TASK TO CARRY OUT: Go through the records and show each line where the word "PathBuf" occurs.

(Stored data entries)
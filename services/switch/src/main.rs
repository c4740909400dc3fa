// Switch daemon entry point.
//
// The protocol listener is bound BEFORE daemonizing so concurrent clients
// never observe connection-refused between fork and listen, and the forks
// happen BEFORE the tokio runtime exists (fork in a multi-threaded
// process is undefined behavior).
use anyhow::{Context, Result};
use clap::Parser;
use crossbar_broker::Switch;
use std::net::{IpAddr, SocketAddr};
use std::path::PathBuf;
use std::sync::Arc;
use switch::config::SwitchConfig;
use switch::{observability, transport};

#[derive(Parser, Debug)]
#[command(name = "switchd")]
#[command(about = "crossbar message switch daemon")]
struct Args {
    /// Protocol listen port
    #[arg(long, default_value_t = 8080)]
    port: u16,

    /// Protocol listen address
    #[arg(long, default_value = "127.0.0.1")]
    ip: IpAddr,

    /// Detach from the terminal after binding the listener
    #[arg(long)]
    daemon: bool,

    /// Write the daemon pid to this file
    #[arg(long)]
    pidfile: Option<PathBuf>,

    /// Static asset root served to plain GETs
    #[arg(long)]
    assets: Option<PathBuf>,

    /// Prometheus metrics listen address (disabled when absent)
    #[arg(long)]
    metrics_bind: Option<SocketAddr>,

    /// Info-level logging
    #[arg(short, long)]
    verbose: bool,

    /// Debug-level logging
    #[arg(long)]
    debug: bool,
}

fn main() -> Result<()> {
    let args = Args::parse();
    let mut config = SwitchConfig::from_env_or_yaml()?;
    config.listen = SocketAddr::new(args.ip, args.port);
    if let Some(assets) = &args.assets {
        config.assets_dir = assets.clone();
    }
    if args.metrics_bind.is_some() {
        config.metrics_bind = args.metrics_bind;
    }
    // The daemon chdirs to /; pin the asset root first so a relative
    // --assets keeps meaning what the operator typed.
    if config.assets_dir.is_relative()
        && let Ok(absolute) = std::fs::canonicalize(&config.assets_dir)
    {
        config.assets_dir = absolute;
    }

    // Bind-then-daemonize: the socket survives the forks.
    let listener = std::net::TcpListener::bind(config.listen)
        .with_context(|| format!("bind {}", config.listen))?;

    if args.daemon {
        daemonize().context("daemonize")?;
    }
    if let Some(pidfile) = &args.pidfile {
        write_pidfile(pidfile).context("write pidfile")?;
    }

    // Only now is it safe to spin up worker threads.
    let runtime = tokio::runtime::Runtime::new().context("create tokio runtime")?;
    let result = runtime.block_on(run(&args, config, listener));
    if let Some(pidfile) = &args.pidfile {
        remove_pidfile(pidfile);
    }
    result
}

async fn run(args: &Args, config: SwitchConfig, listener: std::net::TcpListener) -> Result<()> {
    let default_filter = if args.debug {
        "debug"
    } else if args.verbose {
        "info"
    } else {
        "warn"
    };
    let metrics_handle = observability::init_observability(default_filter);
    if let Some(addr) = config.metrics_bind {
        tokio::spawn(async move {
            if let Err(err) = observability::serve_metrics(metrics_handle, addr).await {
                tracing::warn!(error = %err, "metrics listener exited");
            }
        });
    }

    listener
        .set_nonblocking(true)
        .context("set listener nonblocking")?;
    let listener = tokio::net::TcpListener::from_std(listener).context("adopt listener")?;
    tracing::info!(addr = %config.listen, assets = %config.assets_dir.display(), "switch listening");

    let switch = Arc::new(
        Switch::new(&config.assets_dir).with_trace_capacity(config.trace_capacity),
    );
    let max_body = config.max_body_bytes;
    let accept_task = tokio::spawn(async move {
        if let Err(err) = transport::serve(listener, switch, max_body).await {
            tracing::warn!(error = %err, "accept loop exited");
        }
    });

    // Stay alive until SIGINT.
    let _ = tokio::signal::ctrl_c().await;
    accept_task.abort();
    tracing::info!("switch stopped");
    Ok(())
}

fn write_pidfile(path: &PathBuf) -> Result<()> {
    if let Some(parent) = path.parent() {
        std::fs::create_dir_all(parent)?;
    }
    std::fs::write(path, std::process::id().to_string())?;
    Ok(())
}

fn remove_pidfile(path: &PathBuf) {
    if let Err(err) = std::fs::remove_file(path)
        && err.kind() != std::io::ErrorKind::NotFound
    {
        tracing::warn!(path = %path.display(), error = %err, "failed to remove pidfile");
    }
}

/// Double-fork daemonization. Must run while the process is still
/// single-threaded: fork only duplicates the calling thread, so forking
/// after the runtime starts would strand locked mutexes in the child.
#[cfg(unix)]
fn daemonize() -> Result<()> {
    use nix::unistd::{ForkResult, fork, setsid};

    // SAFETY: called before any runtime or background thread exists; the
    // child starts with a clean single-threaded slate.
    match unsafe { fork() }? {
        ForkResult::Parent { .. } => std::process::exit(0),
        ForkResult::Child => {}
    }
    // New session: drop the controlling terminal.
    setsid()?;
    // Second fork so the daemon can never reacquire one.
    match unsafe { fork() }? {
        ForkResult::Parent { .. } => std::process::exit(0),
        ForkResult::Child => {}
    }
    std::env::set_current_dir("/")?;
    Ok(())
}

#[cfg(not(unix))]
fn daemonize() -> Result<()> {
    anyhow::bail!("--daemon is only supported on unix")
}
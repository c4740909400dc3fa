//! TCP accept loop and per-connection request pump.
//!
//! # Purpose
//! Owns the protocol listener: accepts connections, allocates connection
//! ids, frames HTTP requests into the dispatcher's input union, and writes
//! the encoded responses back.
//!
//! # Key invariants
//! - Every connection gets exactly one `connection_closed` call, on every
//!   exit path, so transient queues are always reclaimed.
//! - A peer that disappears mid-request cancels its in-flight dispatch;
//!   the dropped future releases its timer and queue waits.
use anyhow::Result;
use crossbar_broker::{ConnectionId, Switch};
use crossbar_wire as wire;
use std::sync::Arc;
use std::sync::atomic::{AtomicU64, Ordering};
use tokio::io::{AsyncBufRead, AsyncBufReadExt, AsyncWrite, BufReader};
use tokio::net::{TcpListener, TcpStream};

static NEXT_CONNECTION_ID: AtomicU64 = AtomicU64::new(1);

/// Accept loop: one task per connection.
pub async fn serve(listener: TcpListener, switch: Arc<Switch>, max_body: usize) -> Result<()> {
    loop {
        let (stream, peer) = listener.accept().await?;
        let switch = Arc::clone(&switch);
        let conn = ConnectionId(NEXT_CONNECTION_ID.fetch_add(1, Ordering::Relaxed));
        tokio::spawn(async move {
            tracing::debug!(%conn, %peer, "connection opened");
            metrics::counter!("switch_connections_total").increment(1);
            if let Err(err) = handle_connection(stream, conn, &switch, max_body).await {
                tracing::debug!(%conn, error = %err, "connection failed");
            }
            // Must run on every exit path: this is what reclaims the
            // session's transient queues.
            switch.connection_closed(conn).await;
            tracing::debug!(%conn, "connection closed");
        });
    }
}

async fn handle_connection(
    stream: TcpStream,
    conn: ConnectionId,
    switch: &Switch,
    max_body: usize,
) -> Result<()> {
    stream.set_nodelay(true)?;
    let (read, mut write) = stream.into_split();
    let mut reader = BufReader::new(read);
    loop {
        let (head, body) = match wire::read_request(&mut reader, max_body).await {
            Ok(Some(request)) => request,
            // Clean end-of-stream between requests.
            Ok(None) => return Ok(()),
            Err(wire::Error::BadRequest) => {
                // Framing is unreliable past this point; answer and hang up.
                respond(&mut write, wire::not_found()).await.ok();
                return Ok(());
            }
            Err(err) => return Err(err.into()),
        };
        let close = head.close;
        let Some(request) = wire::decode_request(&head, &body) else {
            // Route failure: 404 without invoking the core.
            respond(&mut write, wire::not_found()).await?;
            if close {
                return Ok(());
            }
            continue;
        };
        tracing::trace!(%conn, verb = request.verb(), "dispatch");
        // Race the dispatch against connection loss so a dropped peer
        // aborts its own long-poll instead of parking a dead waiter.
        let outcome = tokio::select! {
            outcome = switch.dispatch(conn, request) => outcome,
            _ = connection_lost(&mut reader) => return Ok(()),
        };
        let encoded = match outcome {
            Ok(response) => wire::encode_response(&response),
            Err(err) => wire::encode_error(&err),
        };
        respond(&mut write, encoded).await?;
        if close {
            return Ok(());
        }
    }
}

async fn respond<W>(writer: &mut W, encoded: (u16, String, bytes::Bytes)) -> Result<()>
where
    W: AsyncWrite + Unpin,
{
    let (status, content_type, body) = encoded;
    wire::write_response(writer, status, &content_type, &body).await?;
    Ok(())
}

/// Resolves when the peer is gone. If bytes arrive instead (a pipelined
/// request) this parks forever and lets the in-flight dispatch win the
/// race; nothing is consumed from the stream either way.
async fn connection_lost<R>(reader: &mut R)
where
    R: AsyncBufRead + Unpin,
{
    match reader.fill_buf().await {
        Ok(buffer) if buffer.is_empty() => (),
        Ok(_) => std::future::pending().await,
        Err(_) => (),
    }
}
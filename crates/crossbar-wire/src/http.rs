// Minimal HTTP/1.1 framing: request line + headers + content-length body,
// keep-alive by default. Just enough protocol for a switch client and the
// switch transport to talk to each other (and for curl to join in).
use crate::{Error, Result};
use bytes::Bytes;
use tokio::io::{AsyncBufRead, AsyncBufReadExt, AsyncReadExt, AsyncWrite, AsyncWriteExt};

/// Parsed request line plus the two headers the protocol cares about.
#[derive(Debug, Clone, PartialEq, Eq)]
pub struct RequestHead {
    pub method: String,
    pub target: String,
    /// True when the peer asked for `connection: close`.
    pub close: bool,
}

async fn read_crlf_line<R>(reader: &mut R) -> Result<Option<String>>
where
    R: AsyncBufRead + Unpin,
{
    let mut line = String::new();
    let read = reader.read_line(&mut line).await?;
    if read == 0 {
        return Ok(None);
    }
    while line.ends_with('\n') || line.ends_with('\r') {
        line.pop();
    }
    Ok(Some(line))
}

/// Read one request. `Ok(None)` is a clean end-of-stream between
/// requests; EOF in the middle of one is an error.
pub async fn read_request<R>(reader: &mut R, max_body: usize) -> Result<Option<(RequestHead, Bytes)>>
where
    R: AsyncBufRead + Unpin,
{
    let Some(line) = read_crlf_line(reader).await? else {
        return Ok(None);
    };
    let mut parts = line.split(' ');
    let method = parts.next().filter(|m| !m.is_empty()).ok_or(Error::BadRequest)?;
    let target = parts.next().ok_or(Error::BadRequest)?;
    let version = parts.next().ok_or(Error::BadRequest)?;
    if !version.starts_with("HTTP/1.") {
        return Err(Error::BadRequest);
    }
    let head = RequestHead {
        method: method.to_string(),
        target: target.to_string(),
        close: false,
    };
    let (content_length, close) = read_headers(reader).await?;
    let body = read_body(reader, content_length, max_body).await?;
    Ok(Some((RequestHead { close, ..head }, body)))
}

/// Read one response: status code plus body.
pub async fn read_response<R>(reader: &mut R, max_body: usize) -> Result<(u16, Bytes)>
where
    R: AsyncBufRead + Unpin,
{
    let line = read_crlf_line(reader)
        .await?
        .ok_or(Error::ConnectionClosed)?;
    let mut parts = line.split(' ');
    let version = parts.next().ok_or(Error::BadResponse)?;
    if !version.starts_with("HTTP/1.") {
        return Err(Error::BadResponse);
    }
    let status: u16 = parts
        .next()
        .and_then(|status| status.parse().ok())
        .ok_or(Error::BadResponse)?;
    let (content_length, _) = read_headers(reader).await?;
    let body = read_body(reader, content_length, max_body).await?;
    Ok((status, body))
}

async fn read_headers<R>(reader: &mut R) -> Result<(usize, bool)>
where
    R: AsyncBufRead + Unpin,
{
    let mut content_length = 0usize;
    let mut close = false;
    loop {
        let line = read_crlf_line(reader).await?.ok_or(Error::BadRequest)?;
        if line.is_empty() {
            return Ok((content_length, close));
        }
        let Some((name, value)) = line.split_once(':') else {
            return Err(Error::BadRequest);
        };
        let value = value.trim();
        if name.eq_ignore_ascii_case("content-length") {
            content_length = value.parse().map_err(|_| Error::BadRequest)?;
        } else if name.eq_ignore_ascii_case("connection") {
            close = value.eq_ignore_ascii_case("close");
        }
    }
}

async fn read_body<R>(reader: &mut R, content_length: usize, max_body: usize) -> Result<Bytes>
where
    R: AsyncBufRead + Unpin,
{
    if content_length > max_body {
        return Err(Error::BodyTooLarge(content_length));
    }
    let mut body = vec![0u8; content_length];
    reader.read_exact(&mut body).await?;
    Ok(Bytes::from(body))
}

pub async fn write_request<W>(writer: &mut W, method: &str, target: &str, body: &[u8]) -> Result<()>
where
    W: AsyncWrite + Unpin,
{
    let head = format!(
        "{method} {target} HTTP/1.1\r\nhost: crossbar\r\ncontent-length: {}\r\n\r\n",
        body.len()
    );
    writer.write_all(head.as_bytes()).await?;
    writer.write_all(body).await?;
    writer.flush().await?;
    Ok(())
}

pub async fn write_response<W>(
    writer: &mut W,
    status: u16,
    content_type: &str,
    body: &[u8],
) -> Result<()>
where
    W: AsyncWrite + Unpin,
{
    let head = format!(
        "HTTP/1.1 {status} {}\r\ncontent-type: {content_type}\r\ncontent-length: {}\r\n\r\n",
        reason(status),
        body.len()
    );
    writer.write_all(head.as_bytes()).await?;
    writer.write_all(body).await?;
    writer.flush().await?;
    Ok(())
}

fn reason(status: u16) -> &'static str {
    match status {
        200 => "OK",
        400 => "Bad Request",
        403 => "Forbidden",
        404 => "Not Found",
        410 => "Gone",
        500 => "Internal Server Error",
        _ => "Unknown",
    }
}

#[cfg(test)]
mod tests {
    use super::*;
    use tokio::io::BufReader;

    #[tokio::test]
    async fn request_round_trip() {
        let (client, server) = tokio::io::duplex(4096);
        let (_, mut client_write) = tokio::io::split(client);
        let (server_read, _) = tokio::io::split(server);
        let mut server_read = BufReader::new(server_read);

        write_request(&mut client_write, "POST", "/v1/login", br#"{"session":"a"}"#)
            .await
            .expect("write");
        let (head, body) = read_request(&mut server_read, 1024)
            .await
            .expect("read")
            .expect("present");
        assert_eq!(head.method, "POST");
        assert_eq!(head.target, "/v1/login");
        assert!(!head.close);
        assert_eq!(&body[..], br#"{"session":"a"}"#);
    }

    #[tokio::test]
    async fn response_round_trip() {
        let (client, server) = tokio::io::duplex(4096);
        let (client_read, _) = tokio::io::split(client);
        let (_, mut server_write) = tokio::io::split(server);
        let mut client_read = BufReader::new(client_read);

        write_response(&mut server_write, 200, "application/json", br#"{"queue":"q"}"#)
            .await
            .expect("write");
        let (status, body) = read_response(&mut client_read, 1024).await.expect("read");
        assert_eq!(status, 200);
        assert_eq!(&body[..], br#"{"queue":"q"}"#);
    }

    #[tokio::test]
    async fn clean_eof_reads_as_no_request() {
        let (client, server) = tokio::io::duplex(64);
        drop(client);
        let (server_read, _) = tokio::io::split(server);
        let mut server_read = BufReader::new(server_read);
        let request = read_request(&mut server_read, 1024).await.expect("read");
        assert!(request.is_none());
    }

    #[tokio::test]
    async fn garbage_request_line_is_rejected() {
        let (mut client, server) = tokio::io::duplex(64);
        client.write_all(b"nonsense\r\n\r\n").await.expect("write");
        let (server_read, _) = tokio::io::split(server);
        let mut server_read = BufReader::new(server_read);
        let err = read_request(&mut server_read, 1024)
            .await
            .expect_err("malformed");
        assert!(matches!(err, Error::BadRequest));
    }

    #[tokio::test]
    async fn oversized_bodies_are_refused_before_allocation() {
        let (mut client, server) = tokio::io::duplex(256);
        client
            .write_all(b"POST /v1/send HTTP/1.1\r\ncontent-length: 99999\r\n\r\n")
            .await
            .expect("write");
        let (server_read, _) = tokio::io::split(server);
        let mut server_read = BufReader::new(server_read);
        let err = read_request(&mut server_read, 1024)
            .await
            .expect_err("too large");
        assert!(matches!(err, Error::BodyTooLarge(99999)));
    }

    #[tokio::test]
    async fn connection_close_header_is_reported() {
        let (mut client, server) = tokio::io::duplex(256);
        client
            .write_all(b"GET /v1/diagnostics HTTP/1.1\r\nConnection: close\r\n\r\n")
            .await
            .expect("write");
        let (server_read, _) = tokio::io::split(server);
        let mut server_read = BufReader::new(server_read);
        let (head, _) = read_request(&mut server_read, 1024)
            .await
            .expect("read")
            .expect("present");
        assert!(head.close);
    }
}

SOLUTION TO THE EXERCISE:
use std::path::PathBuf;
    pidfile: Option<PathBuf>,
    assets: Option<PathBuf>,
fn write_pidfile(path: &PathBuf) -> Result<()> {
fn remove_pidfile(path: &PathBuf) {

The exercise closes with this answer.